Einen interessanten Kommentar zur Lage in Ägypten konnte man im Schweizerischen Fernsehen auf "Sternstunde Philosophie" hören. Das Land ist nicht mehr homogen, sondern zerfallen. Reinhad Schulze, ein Islamwissenschaftler aus Bern, meint, daß heute eine Vielzahl von Parallelwelten abgeschlossen nebeneinander existieren. Die Spaltungen der unterschiedlichsten Wert- und Lebensvorstellungen gehen auch mitten durch die Familien. Mit einer neuen Rolle des Militärs: Alle erhoffen sich Stabilität vom Militär, als Übervater.

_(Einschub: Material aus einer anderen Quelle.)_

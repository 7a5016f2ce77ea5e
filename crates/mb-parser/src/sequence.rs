use chumsky::prelude::*;
use mb_core::metadata::SideChannel;
use mb_core::{
    ArrowKind, Diagram, DialectTheme, NodeKind, SequenceMessage, SequenceParticipant,
    SequenceScript,
};
use mb_layout::{SequenceLayoutConfig, layout_sequence};
use tracing::debug;

use crate::LayoutOutcome;
use crate::flowchart::{Extra, inline_ws};
use crate::text::{clean_label, first_word, inline_comment_start, significant_lines};

#[derive(Debug, Clone, PartialEq)]
struct MessageLine<'a> {
    from: &'a str,
    arrow: ArrowKind,
    to: &'a str,
    label: Option<String>,
}

/// Participant names stop at arrow, activation and label characters, so
/// `A-xB` splits into `A`, `-x` and `B`.
fn participant<'a>() -> impl Parser<'a, &'a str, &'a str, Extra<'a>> + Clone {
    any()
        .filter(|c: &char| !c.is_whitespace() && !"+->:,;\"".contains(*c))
        .repeated()
        .at_least(1)
        .to_slice()
}

/// `FROM <arrow> [+|-]TO [: label]`. Longer arrows are tried first so
/// `-->>` is never read as `-->` followed by `>`.
fn message_parser<'a>() -> impl Parser<'a, &'a str, MessageLine<'a>, Extra<'a>> {
    let arrow = choice((
        just("-->>").to(ArrowKind::Dotted),
        just("--x").to(ArrowKind::Dotted),
        just("-->").to(ArrowKind::Dotted),
        just("->>").to(ArrowKind::Solid),
        just("-x").to(ArrowKind::Solid),
        just("->").to(ArrowKind::Open),
    ));
    let label = inline_ws()
        .ignore_then(just(':'))
        .ignore_then(any().repeated().to_slice())
        .map(clean_label);

    participant()
        .then_ignore(inline_ws())
        .then(arrow)
        .then_ignore(inline_ws())
        .then_ignore(one_of("+-").or_not())
        .then_ignore(inline_ws())
        .then(participant())
        .then(label.or_not())
        .then_ignore(inline_ws())
        .then_ignore(end())
        .map(|(((from, arrow), to), label)| MessageLine {
            from,
            arrow,
            to,
            label: label.flatten(),
        })
}

/// Message text after the first `:` is label text, `%%` included; a comment
/// can only trail the part before it.
fn strip_statement_comment(line: &str) -> &str {
    let head = line.find(':').map_or(line, |colon| &line[..colon]);
    match inline_comment_start(head) {
        Some(index) => line[..index].trim_end(),
        None => line,
    }
}

/// `participant ID [as Alias]` or `actor ID [as Alias]`.
fn declaration(line: &str) -> Option<(bool, &str, Option<String>)> {
    let keyword = first_word(line);
    let actor = match keyword {
        "participant" => false,
        "actor" => true,
        _ => return None,
    };
    let rest = line[keyword.len()..].trim();
    let (id, alias) = match rest.split_once(" as ") {
        Some((id, alias)) => (id.trim(), clean_label(alias)),
        None => (rest, None),
    };
    let id = id.trim_matches('"');
    (!id.is_empty()).then_some((actor, id, alias))
}

struct Roster<'a> {
    palette: &'a DialectTheme,
    participants: Vec<SequenceParticipant>,
}

impl Roster<'_> {
    fn declare(&mut self, id: &str, label: Option<String>, actor: bool) {
        if let Some(existing) = self.participants.iter_mut().find(|p| p.id == id) {
            existing.actor = actor;
            if let Some(label) = label {
                existing.label = label;
            }
            return;
        }
        self.participants.push(SequenceParticipant {
            id: id.to_string(),
            label: label.unwrap_or_else(|| id.to_string()),
            actor,
            style: self.palette.node_style(NodeKind::Rectangle).clone(),
        });
    }

    fn mention(&mut self, id: &str) {
        if !self.participants.iter().any(|p| p.id == id) {
            self.declare(id, None, false);
        }
    }
}

pub(crate) fn parse(
    input: &str,
    palette: &DialectTheme,
    channel: &SideChannel,
) -> (Diagram, Vec<String>, LayoutOutcome) {
    let mut warnings = Vec::new();
    let mut roster = Roster {
        palette,
        participants: Vec::new(),
    };

    // Declarations fix participant order even when they follow a message.
    let mut statements = Vec::new();
    for (line_number, line) in significant_lines(input) {
        let line = strip_statement_comment(line);
        if first_word(line).eq_ignore_ascii_case("sequencediagram") {
            continue;
        }
        match declaration(line) {
            Some((actor, id, alias)) => roster.declare(id, alias, actor),
            None => statements.push((line_number, line)),
        }
    }

    let grammar = message_parser();
    let mut messages = Vec::new();
    for (line_number, line) in statements {
        match grammar.parse(line).into_result() {
            Ok(parsed) => {
                roster.mention(parsed.from);
                roster.mention(parsed.to);
                messages.push(SequenceMessage {
                    from: parsed.from.to_string(),
                    to: parsed.to.to_string(),
                    label: parsed.label,
                    arrow: parsed.arrow,
                });
            }
            Err(_) => warnings.push(format!(
                "Line {line_number}: unsupported sequenceDiagram syntax: {line}"
            )),
        }
    }

    let script = SequenceScript {
        participants: roster.participants,
        messages,
    };
    let mut layout = layout_sequence(&script, &SequenceLayoutConfig::default(), palette);
    let outcome = LayoutOutcome::Lifelines {
        participants: layout.stats.participants,
        messages: layout.stats.messages,
    };

    for node in &mut layout.nodes {
        if let Some(overrides) = channel.styles.get(&node.id) {
            overrides.apply(node);
        }
    }
    let mut queue = channel.edge_queue();
    for edge in &mut layout.edges {
        if let Some(extra) = queue.take(&edge.source, &edge.target) {
            extra.apply(edge);
        }
    }
    debug!(
        participants = script.participants.len(),
        messages = script.messages.len(),
        "parsed sequence diagram"
    );

    (layout.into_diagram(), warnings, outcome)
}

#[cfg(test)]
mod tests {
    use chumsky::Parser;
    use mb_core::metadata::SideChannel;
    use mb_core::{ArrowKind, Diagram, MessagePart, NodeKind, NodeShape, Theme};

    use super::{declaration, message_parser, parse};
    use crate::LayoutOutcome;

    fn parse_text(input: &str) -> (Diagram, Vec<String>, LayoutOutcome) {
        let theme = Theme::default();
        parse(input, &theme.sequence, &SideChannel::from_text(input))
    }

    fn participants(diagram: &Diagram) -> Vec<&str> {
        diagram
            .nodes
            .iter()
            .filter(|node| node.kind() != NodeKind::Anchor)
            .map(|node| node.id.as_str())
            .collect()
    }

    #[test]
    fn arrows_map_to_kinds() {
        let cases = [
            ("A->>B", ArrowKind::Solid),
            ("A-->>B", ArrowKind::Dotted),
            ("A->B", ArrowKind::Open),
            ("A-->B", ArrowKind::Dotted),
            ("A-xB", ArrowKind::Solid),
            ("A--xB", ArrowKind::Dotted),
        ];
        for (line, expected) in cases {
            let parsed = message_parser().parse(line).into_result();
            let parsed = parsed.unwrap_or_else(|err| panic!("{line}: {err:?}"));
            assert_eq!(parsed.arrow, expected, "{line}");
            assert_eq!((parsed.from, parsed.to), ("A", "B"));
        }
    }

    #[test]
    fn labels_and_activation_markers() {
        let parsed = message_parser()
            .parse("web_app ->>+ api : GET /users<br/>page 2")
            .into_result()
            .expect("message");
        assert_eq!(parsed.from, "web_app");
        assert_eq!(parsed.to, "api");
        assert_eq!(parsed.label.as_deref(), Some("GET /users\npage 2"));

        let bare = message_parser().parse("A->>B").into_result().expect("message");
        assert_eq!(bare.label, None);
    }

    #[test]
    fn declarations_with_aliases() {
        assert_eq!(declaration("participant A as Alice"), Some((false, "A", Some("Alice".to_string()))));
        assert_eq!(declaration("actor U"), Some((true, "U", None)));
        assert_eq!(declaration("Alice->>Bob: hi"), None);
    }

    #[test]
    fn hello_hi_exchange() {
        let (diagram, warnings, outcome) =
            parse_text("sequenceDiagram\n Alice->>Bob: Hello\n Bob-->>Alice: Hi");
        assert!(warnings.is_empty(), "{warnings:?}");
        assert_eq!(
            outcome,
            LayoutOutcome::Lifelines {
                participants: 2,
                messages: 2
            }
        );
        assert_eq!(participants(&diagram), vec!["Alice", "Bob"]);

        let labels: Vec<_> = diagram
            .edges
            .iter()
            .filter_map(|edge| edge.sequence.as_ref().map(|link| (edge, link)))
            .filter(|(_, link)| link.part == MessagePart::Label)
            .map(|(edge, link)| (link.order, edge.label.clone()))
            .collect();
        assert_eq!(
            labels,
            vec![(0, Some("Hello".to_string())), (1, Some("Hi".to_string()))]
        );
    }

    #[test]
    fn declarations_fix_order_and_labels() {
        let (diagram, _, _) = parse_text(
            "sequenceDiagram\nB->>A: first\nparticipant A as Alice\nactor B as Bob",
        );
        assert_eq!(participants(&diagram), vec!["A", "B"]);
        let bob = diagram.find_node("B").expect("B");
        assert_eq!(bob.label, "Bob");
        assert_eq!(bob.shape, NodeShape::Circle);
        assert_eq!(diagram.find_node("A").map(|n| n.label.as_str()), Some("Alice"));
    }

    #[test]
    fn unsupported_lines_warn() {
        let (diagram, warnings, _) =
            parse_text("sequenceDiagram\nA->>B: ok\nloop every minute\nend");
        assert_eq!(warnings.len(), 2, "{warnings:?}");
        assert!(warnings[0].starts_with("Line 3: unsupported sequenceDiagram syntax"));
        assert_eq!(participants(&diagram), vec!["A", "B"]);
    }

    #[test]
    fn percent_signs_after_the_colon_are_label_text() {
        let (diagram, warnings, _) = parse_text(
            "sequenceDiagram\nparticipant A as \"Ops %% EU\" %% note\nA->>B: 50 %% off\nB->>A %% reply\n",
        );
        assert!(warnings.is_empty(), "{warnings:?}");
        assert_eq!(diagram.find_node("A").map(|n| n.label.as_str()), Some("Ops %% EU"));
        let labels: Vec<Option<&str>> = diagram
            .edges
            .iter()
            .filter(|edge| edge.sequence.as_ref().is_some_and(|link| link.part == MessagePart::Label))
            .map(|edge| edge.label.as_deref())
            .collect();
        assert_eq!(labels, vec![Some("50 %% off"), None]);
    }

    #[test]
    fn side_channel_styles_reach_participants() {
        let input = "sequenceDiagram\nA->>B: ok\n%% styles: {\"version\":1,\"entries\":{\"B\":{\"fill\":\"#123456\"}}}";
        let (diagram, _, _) = parse_text(input);
        assert_eq!(diagram.find_node("B").map(|n| n.style.fill.as_str()), Some("#123456"));
    }
}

Schulze meinte, gaß es in den vergangenen Revolten gar nicht um Politik ging, sondern rein um individuelle Lebensentwürfe. Als eine Art Befreiung von den zuvor traditionellen Lebensweisen, sollten alle Grenzen weichen. Entsprechend sind aber nun in der aktuellen liberalen, modernen Verfassung, die von einer beträchtlichen Mehrheit im Lande gewählt wurde, konkrete Lebensentwürfe, politische Programmteile enthalten, was für eine Verfassung seltsam ist, weil dort gar nicht hingehört.

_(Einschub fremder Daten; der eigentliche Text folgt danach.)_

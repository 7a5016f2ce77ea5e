//! Participants-and-messages view of a sequence diagram.
//!
//! The parser builds a [`SequenceScript`] from text and hands it to the
//! sequence layout; the emitter and relayout recover one from a laid-out
//! [`Diagram`] with [`SequenceScript::from_diagram`].

use std::collections::BTreeMap;

use serde::{Deserialize, Serialize};

use crate::{ArrowKind, Diagram, MessagePart, Node, NodeKind, NodeShape, NodeStyle};

#[derive(Debug, Clone, Serialize, Deserialize, PartialEq)]
pub struct SequenceParticipant {
    pub id: String,
    pub label: String,
    /// Declared with `actor` rather than `participant`.
    pub actor: bool,
    pub style: NodeStyle,
}

#[derive(Debug, Clone, Serialize, Deserialize, PartialEq, Eq)]
pub struct SequenceMessage {
    pub from: String,
    pub to: String,
    pub label: Option<String>,
    pub arrow: ArrowKind,
}

impl SequenceMessage {
    #[must_use]
    pub fn is_self_message(&self) -> bool {
        self.from == self.to
    }
}

#[derive(Debug, Clone, Serialize, Deserialize, PartialEq, Default)]
pub struct SequenceScript {
    pub participants: Vec<SequenceParticipant>,
    pub messages: Vec<SequenceMessage>,
}

impl SequenceScript {
    #[must_use]
    pub fn participant_index(&self, id: &str) -> Option<usize> {
        self.participants
            .iter()
            .position(|participant| participant.id == id)
    }

    /// Participants ordered left to right, messages ordered by `order` with
    /// each line/label edge pair folded back into one message.
    #[must_use]
    pub fn from_diagram(diagram: &Diagram) -> Self {
        let mut boxes: Vec<(usize, &Node)> = diagram
            .nodes
            .iter()
            .filter(|node| node.kind() != NodeKind::Anchor)
            .enumerate()
            .collect();
        boxes.sort_by(|(left_index, left), (right_index, right)| {
            left.position
                .x
                .total_cmp(&right.position.x)
                .then_with(|| left_index.cmp(right_index))
        });
        let participants = boxes
            .into_iter()
            .map(|(_, node)| SequenceParticipant {
                id: node.id.clone(),
                label: node.label.clone(),
                actor: matches!(node.shape, NodeShape::Circle),
                style: node.style.clone(),
            })
            .collect();

        let mut by_order: BTreeMap<usize, SequenceMessage> = BTreeMap::new();
        for edge in &diagram.edges {
            let Some(link) = &edge.sequence else {
                continue;
            };
            let message = by_order
                .entry(link.order)
                .or_insert_with(|| SequenceMessage {
                    from: link.from_participant.clone(),
                    to: link.to_participant.clone(),
                    label: None,
                    arrow: edge.arrow.clone(),
                });
            match link.part {
                MessagePart::Line => message.arrow = edge.arrow.clone(),
                MessagePart::Label => {
                    if edge.label.is_some() {
                        message.label.clone_from(&edge.label);
                    }
                }
            }
        }

        Self {
            participants,
            messages: by_order.into_values().collect(),
        }
    }
}

#[cfg(test)]
mod tests {
    use super::SequenceScript;
    use crate::{
        ArrowKind, Diagram, Dialect, Edge, MessagePart, Node, NodeShape, Point, SequenceLink,
        Theme,
    };

    fn message_edge(
        order: usize,
        part: MessagePart,
        from: &str,
        to: &str,
        arrow: ArrowKind,
        label: Option<&str>,
    ) -> Edge {
        let theme = Theme::default();
        let mut edge = Edge::new(
            format!("msg{order}-{part:?}"),
            format!("{from}@{order}"),
            format!("{to}@{order}"),
            arrow,
            theme.dialect(Dialect::Sequence),
        );
        edge.label = label.map(str::to_string);
        edge.sequence = Some(SequenceLink {
            order,
            from_participant: from.to_string(),
            to_participant: to.to_string(),
            part,
        });
        edge
    }

    #[test]
    fn participants_follow_horizontal_position() {
        let theme = Theme::default();
        let palette = theme.dialect(Dialect::Sequence);
        let mut diagram = Diagram::empty(Dialect::Sequence);
        let mut right = Node::new("Bob", NodeShape::Rectangle, palette.node.clone());
        right.position = Point::new(400.0, 0.0);
        let mut left = Node::new("Alice", NodeShape::Circle, palette.node.clone());
        left.position = Point::new(0.0, 0.0);
        diagram.nodes.push(right);
        diagram.nodes.push(Node::new("anchor", NodeShape::Anchor, palette.node.clone()));
        diagram.nodes.push(left);

        let script = SequenceScript::from_diagram(&diagram);
        let ids: Vec<&str> = script.participants.iter().map(|p| p.id.as_str()).collect();
        assert_eq!(ids, vec!["Alice", "Bob"]);
        assert!(script.participants[0].actor);
        assert_eq!(script.participant_index("Bob"), Some(1));
    }

    #[test]
    fn message_pairs_fold_into_one_message() {
        let mut diagram = Diagram::empty(Dialect::Sequence);
        diagram.edges.push(message_edge(
            1,
            MessagePart::Label,
            "B",
            "A",
            ArrowKind::Open,
            Some("Hi"),
        ));
        diagram.edges.push(message_edge(
            0,
            MessagePart::Line,
            "A",
            "B",
            ArrowKind::Dotted,
            None,
        ));
        diagram.edges.push(message_edge(
            0,
            MessagePart::Label,
            "A",
            "B",
            ArrowKind::Open,
            Some("Hello"),
        ));
        diagram.edges.push(message_edge(
            1,
            MessagePart::Line,
            "B",
            "A",
            ArrowKind::Solid,
            None,
        ));

        let script = SequenceScript::from_diagram(&diagram);
        assert_eq!(script.messages.len(), 2);
        assert_eq!(script.messages[0].from, "A");
        assert_eq!(script.messages[0].arrow, ArrowKind::Dotted);
        assert_eq!(script.messages[0].label.as_deref(), Some("Hello"));
        assert_eq!(script.messages[1].arrow, ArrowKind::Solid);
        assert_eq!(script.messages[1].label.as_deref(), Some("Hi"));
        assert!(!script.messages[1].is_self_message());
    }
}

Wer nun gegen die Verfassung ist wird dämonisiert, wird zum Feind des Landes gemacht. Ein neu entfachtes Nationalgefühl (als psychologische Klammer) spielt eine ungemein starke Rolle, und Vertreter anderer Meinungen werden zu Staatsfeinden. Die ägyptische Gesellschaft selbst wurde zum Diskussionsinhalt, der Diskurs in welcher Gesellschaft man überhaupt lebe spielt nun eine enorme Rolle, wobei sich weit auseinanderliegende Vorstellungen gegenüberstehen. Manche Gruppierungen (wie Kopten, Nuber etc., aber auch die Muslimbrüder) sind nun von öffentlichen Positionen (wie Militär) ausgeschlossen. Ägypten ist zu einer Föderation geworden. Die Polizei hat wieder genau so viel Macht und Einfluß wie vor den Umwälzungen.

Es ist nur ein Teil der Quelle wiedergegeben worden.